Each method within a class template is represented by a method descriptor storing or referencing the source code representations of a type signature and method body for that method. The source code representation of the type signature is used in the process of generating a method binding for the template-generated class representation.
The process for generating method bindings is triggered whenever a method call instruction, referencing a class method of a template-generated class, requires compilation. It involves (1) scanning the class representation for a previously generated method binding representing the referenced method; and if not found, (2) creating a method binding; (3) scanning the class template representation for the source code representation of the method""s type signature; (4) compiling the source code representation of the type signature; (5) associating the resulting type signature object and method offset with the method binding; and (6) associating the method binding with the class representation. Once, the method binding is found or generated, the method call instruction is compiled using the type signature object and method offset.
The compiling of method bodies involves a class template representation which includes a method table mapping the methods of the template to stub code.

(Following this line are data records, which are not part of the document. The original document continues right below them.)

//! Ember: particle memory, work queues and domain migration for Monte
//! Carlo particle transport.
//!
//! This is the top-level facade crate that re-exports the public API from
//! all Ember sub-crates. Physics and geometry plug in through the
//! [`engine::Tracker`] and [`engine::Source`] traits.
//!
//! # Quick start
//!
//! ```rust
//! use ember::prelude::*;
//!
//! struct Uniform;
//! impl Source for Uniform {
//!     fn histories(&self, _batch: u64) -> u64 { 100 }
//!     fn sample(&self, _batch: u64, _history: u64) -> SourceParticle {
//!         SourceParticle {
//!             species: Species::Neutron,
//!             domain: DomainId(0),
//!             position: [0.0; 3],
//!             direction: [0.0, 0.0, 1.0],
//!             energy: 2.0e6,
//!             weight: 1.0,
//!             multiplicity: 1,
//!         }
//!     }
//! }
//!
//! struct Absorber;
//! impl Tracker for Absorber {
//!     fn track(&self, _h: &mut History<'_>) -> Result<Fate, BankError> {
//!         Ok(Fate::Absorbed)
//!     }
//! }
//!
//! let transport = ChannelTransport::cluster(1).remove(0);
//! let config = RunConfig { workers: Some(2), ..RunConfig::default() };
//! let mut ctx = Context::new(config, transport).unwrap();
//! let metrics = ctx.run_batch(0, &Uniform, &Absorber).unwrap();
//! assert_eq!(metrics.absorbed, 100);
//! ctx.shutdown().unwrap();
//! ```
//!
//! # Modules
//!
//! | Module | Sub-crate | Contents |
//! |--------|-----------|----------|
//! | [`types`] | `ember-core` | IDs, species, record layout, fatal diagnostics |
//! | [`arena`] | `ember-arena` | Arena storage and intrusive lists |
//! | [`bank`] | `ember-bank` | Particle stacks, FIFOs, common queue, rebalancer |
//! | [`domain`] | `ember-domain` | Transport, migration, termination, collectives |
//! | [`checkpoint`] | `ember-checkpoint` | Bank checkpoint files |
//! | [`engine`] | `ember-engine` | Context, rank loop, scores, metrics |

#![deny(missing_docs)]
#![deny(rustdoc::broken_intra_doc_links)]
#![forbid(unsafe_code)]

/// Core identifiers, species and the record layout (`ember-core`).
pub use ember_core as types;

/// Arena storage and intrusive lists (`ember-arena`).
///
/// Records are addressed by offset; [`arena::list`] links them into
/// doubly linked lists without any side allocation.
pub use ember_arena as arena;

/// Particle lifecycle containers (`ember-bank`).
pub use ember_bank as bank;

/// Domain decomposition (`ember-domain`).
///
/// [`domain::DomainExchange`] migrates particles between ranks and
/// [`domain::TerminationDetector`] decides when a batch is over.
pub use ember_domain as domain;

/// Bank checkpoint files (`ember-checkpoint`).
pub use ember_checkpoint as checkpoint;

/// Batch driver (`ember-engine`).
pub use ember_engine as engine;

/// Common imports for typical Ember usage.
///
/// ```rust
/// use ember::prelude::*;
/// ```
pub mod prelude {
    // Core types
    pub use ember_core::record::particle;
    pub use ember_core::{BankError, DomainId, Offset, RankId, Species, WorkerId};

    // Arena
    pub use ember_arena::{Arena, ArenaConfig};

    // Domain
    pub use ember_domain::{ChannelTransport, TerminationConfig, Transport};

    // Engine
    pub use ember_engine::{
        BatchMetrics, Context, Fate, History, RunConfig, RunError, ScoreId, Source,
        SourceParticle, Tracker,
    };
}
//! Shared multi-producer queue with multiplicity splitting.
//!
//! Sources that emit one entry standing for many identical histories push
//! it here with a `MULTIPLICITY` above one. [`CommonQueue::pop_for`] hands
//! each polling worker at most one copy per call, so a single heavy entry
//! is spread across the pool instead of serialising on one worker.

use std::sync::Mutex;

use ember_arena::{list, Arena};
use ember_core::record::particle;
use ember_core::{BankError, Offset, WorkerId};

use crate::stack::ParticleStacks;

struct Shared {
    len: usize,
    splits: u64,
}

/// Mutex-guarded FIFO shared by all workers of a rank.
pub struct CommonQueue {
    root: Offset,
    head: Offset,
    workers: usize,
    shared: Mutex<Shared>,
}

// Compile-time assertion: CommonQueue must be Send + Sync.
const _: fn() = || {
    fn assert<T: Send + Sync>() {}
    assert::<CommonQueue>();
};

impl CommonQueue {
    /// Allocate an empty queue serving `workers` workers. The gate must be open.
    pub fn new(arena: &mut Arena, workers: usize) -> Self {
        let root = arena.allocate(1);
        arena.put_offset(root, None);
        let head = list::new_tail(arena, root, particle::BLOCK_SIZE);
        Self {
            root,
            head,
            workers,
            shared: Mutex::new(Shared { len: 0, splits: 0 }),
        }
    }

    fn lock(&self) -> std::sync::MutexGuard<'_, Shared> {
        // A poisoned lock means a worker panicked on an internal error;
        // the list itself is still consistent up to that point.
        self.shared.lock().unwrap_or_else(|e| e.into_inner())
    }

    /// Enqueue `particle` at the back.
    pub fn push(&self, arena: &Arena, particle: Offset) {
        let mut shared = self.lock();
        list::append(arena, self.root, particle);
        shared.len += 1;
    }

    /// Pop work for `worker`.
    ///
    /// If the front entry's multiplicity exceeds the worker count, the
    /// caller receives a duplicate with multiplicity one and the original
    /// stays at the front with its multiplicity decremented. Otherwise the
    /// entry itself is removed and returned.
    pub fn pop_for(
        &self,
        arena: &Arena,
        stacks: &ParticleStacks,
        worker: WorkerId,
    ) -> Result<Option<Offset>, BankError> {
        let mut shared = self.lock();
        let Some(front) = list::next(arena, self.head) else {
            return Ok(None);
        };
        let multiplicity = arena.get(front + particle::MULTIPLICITY);
        if multiplicity > self.workers as f64 {
            let copy = stacks.duplicate(arena, front, worker)?;
            arena.put(copy + particle::MULTIPLICITY, 1.0);
            arena.put(front + particle::MULTIPLICITY, multiplicity - 1.0);
            shared.splits += 1;
            return Ok(Some(copy));
        }
        list::remove(arena, front);
        shared.len -= 1;
        Ok(Some(front))
    }

    /// Entries waiting (a split entry counts once).
    pub fn len(&self) -> usize {
        self.lock().len
    }

    /// Whether the queue is empty.
    pub fn is_empty(&self) -> bool {
        self.len() == 0
    }

    /// Number of duplicates handed out by splitting.
    pub fn splits(&self) -> u64 {
        self.lock().splits
    }
}
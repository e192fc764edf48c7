//! Particle lifecycle containers for Ember.
//!
//! Everything here is built from [`ember_arena`] lists:
//!
//! - [`ParticleStacks`]: per-(worker, species) free-lists of recycled records.
//! - [`WorkerFifos`]: per-worker FIFOs, used both as the tracking queue and
//!   the bank ([`FifoKind`]).
//! - [`CommonQueue`]: one mutex-guarded queue shared by all workers, with
//!   multiplicity splitting.
//! - [`rebalance`]: levels work across per-worker FIFOs.

#![deny(missing_docs)]
#![deny(rustdoc::broken_intra_doc_links)]
#![forbid(unsafe_code)]

pub mod common;
pub mod fifo;
pub mod rebalance;
pub mod stack;

pub use common::CommonQueue;
pub use fifo::{FifoBalancer, FifoKind, WorkerFifos};
pub use rebalance::{rebalance, Rebalance, RebalanceReport};
pub use stack::{species_of, ParticleStacks, RefillPolicy};
//! Core identifiers, record schema and error types for Ember.
//!
//! This is the leaf crate with zero internal dependencies. It defines the
//! vocabulary shared by every other crate in the workspace: rank, worker
//! and domain identifiers, particle species, the field-offset schema of
//! arena records (the "record ABI" consumed by physics collaborators),
//! the cross-crate error enums, and the fatal-diagnostic path used for
//! internal invariant violations.

#![deny(missing_docs)]
#![deny(rustdoc::broken_intra_doc_links)]
#![forbid(unsafe_code)]

pub mod error;
pub mod fatal;
pub mod id;
pub mod record;
pub mod species;

pub use error::BankError;
pub use fatal::{DiagnosticScope, Site};
pub use id::{BinIndex, DomainId, Offset, RankId, WorkerId};
pub use species::Species;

The method table is referenced by the class template representation through a method table array. A copy of the method table is referenced by the class representation initially providing access to stub code for each method invoked on an instance of a template-generated class.
When a class method is invoked on an instance of a class representation during program execution. The method table of the class representation is referenced for the address of the stub code associated with the invoked method. The stub code is executed initiating the compilation of the source code representation of a method body such that a runtime compiler is invoked. The runtime compiler is invoked with the address of the source code representation of the method body stored within the class template representation. The address of the resulting executable code subsequently replaces the address of the stub code in the method table of the class representation.
Alternatively, the compilation of method bodies includes (1) referencing a cache of the class template representation for cached executable code for the invoked method; (2) determining whether the cached executable code is compatible with the invoked method; and if compatible, (3) replacing the address of the stub code in the method table with the address of the cached executable code.
A cache may be stored within a method descriptor of the class template representation, such that the cache includes the address of cached executable code or the address of a table mapping rules to cached executable code. The rules of the table provide criteria for determining whether the cached executable code is compatible with the invoked method.